Ihnen gemeinsam war, so hatten die vorläufigen Recherchen ergeben, die Mitgliedschaft in eben jenem Sonderkommando Dirlewanger.
Das Sonderkommando war Ende 1940 im polnischen Generalgouvernement Lublin in den Befehlsbereich des höheren SS- und Polizeiführers Odilo Globocnik aufgerückt. Ab Februar 1942 dann zur Partisanenbekämpfung nach Weißrussland versetzt worden, wo es Curt von Gottberg zugewiesen wurde. Ab dem elften November 1942 trug es die Bezeichnung »SS-Sonderbataillon Dirlewanger«, später wurde das »SS-Sonderregiment Dirlewanger« daraus. Mitte 1944 wurde das Regiment dann zur »SS-Sturmbrigade Dirlewanger« umbenannt.
Angewidert blätterte Leo Klemm in den Unterlagen und betrachtete die Fotos der Männer. Da Waller tot war, erschossen von Elise Pfanzelt, legte der Kommissär dessen Akte zur Seite.
Friedrich Berner, der andere überlebende Mittäter des Massakers, geboren 1908 in Zwiesel, war 1930 in die NSDAP eingetreten. Er hatte eine Lehre als Maler abgeschlossen und galt als ein Mann, der alles und jedes organisierte, was in Kriegszeiten von Wert war. Auf dem Bild wirkte er schmal und unnatürlich stolz. Das blonde Haar streng gescheitelt. Zudem ließ sich der Eindruck gewinnen, dass der alleinstehende Mann gern maskuline Burschen um sich scharte. Es fand sich zwar nichts darüber in der Akte, aber Klemm ging davon aus, dass Friedrich Berner homosexuell war. Die Fotografie zeigte ihn in der Uniform eines SS-Rottenführers. Ebenso wie Dorn war Berner nach der Tat sofort abgetaucht. Nun galt es, die beiden möglichst schnell dingfest zu machen. Das hörte sich einfacher an, als es tatsächlich war. Leo Klemm hatte keine Ahnung, wo er in den Wirren des Kriegsendes mit der Suche beginnen sollte. Hier waren der Spürsinn und der Instinkt des erfahrenen Ermittlungsbeamten gefordert.

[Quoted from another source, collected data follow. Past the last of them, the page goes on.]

// src/lib.rs

pub mod core;

pub use core::client_wrapper::{ClientWrapper, Message, Role};
pub use core::coordinator::{Coordinator, CoordinatorRequest, CoordinatorResponse};
pub use core::error::CoreError;
pub use core::types::{AgentRole, ModelTier, StreamEvent};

Er legte eine Landkarte von Bayern auf den großen Besprechungstisch. Nach Passau war es nicht weit, und damit auch nicht nach Österreich. München erschien als weitere Option. Der Osten war versperrt, insbesondere für ehemalige Angehörige der Waffen-SS. Was lag näher, als zunächst einmal die Familie von Michael Dorn in Schachtenstein aufzusuchen?
Der Kommissär verstaute die Landkarte wieder in der dazugehörigen Mappe. Dann legte er die Akten aufeinander, zuoberst die des mutmaßlichen Haupttäters Dorn. Sie würde er morgen zur Befragung von dessen Ehefrau mitnehmen. Klemm löschte das Licht und begab sich in seine karge Schlafkammer. Als er zu Bett ging, schlug es vom Kirchturm zweimal.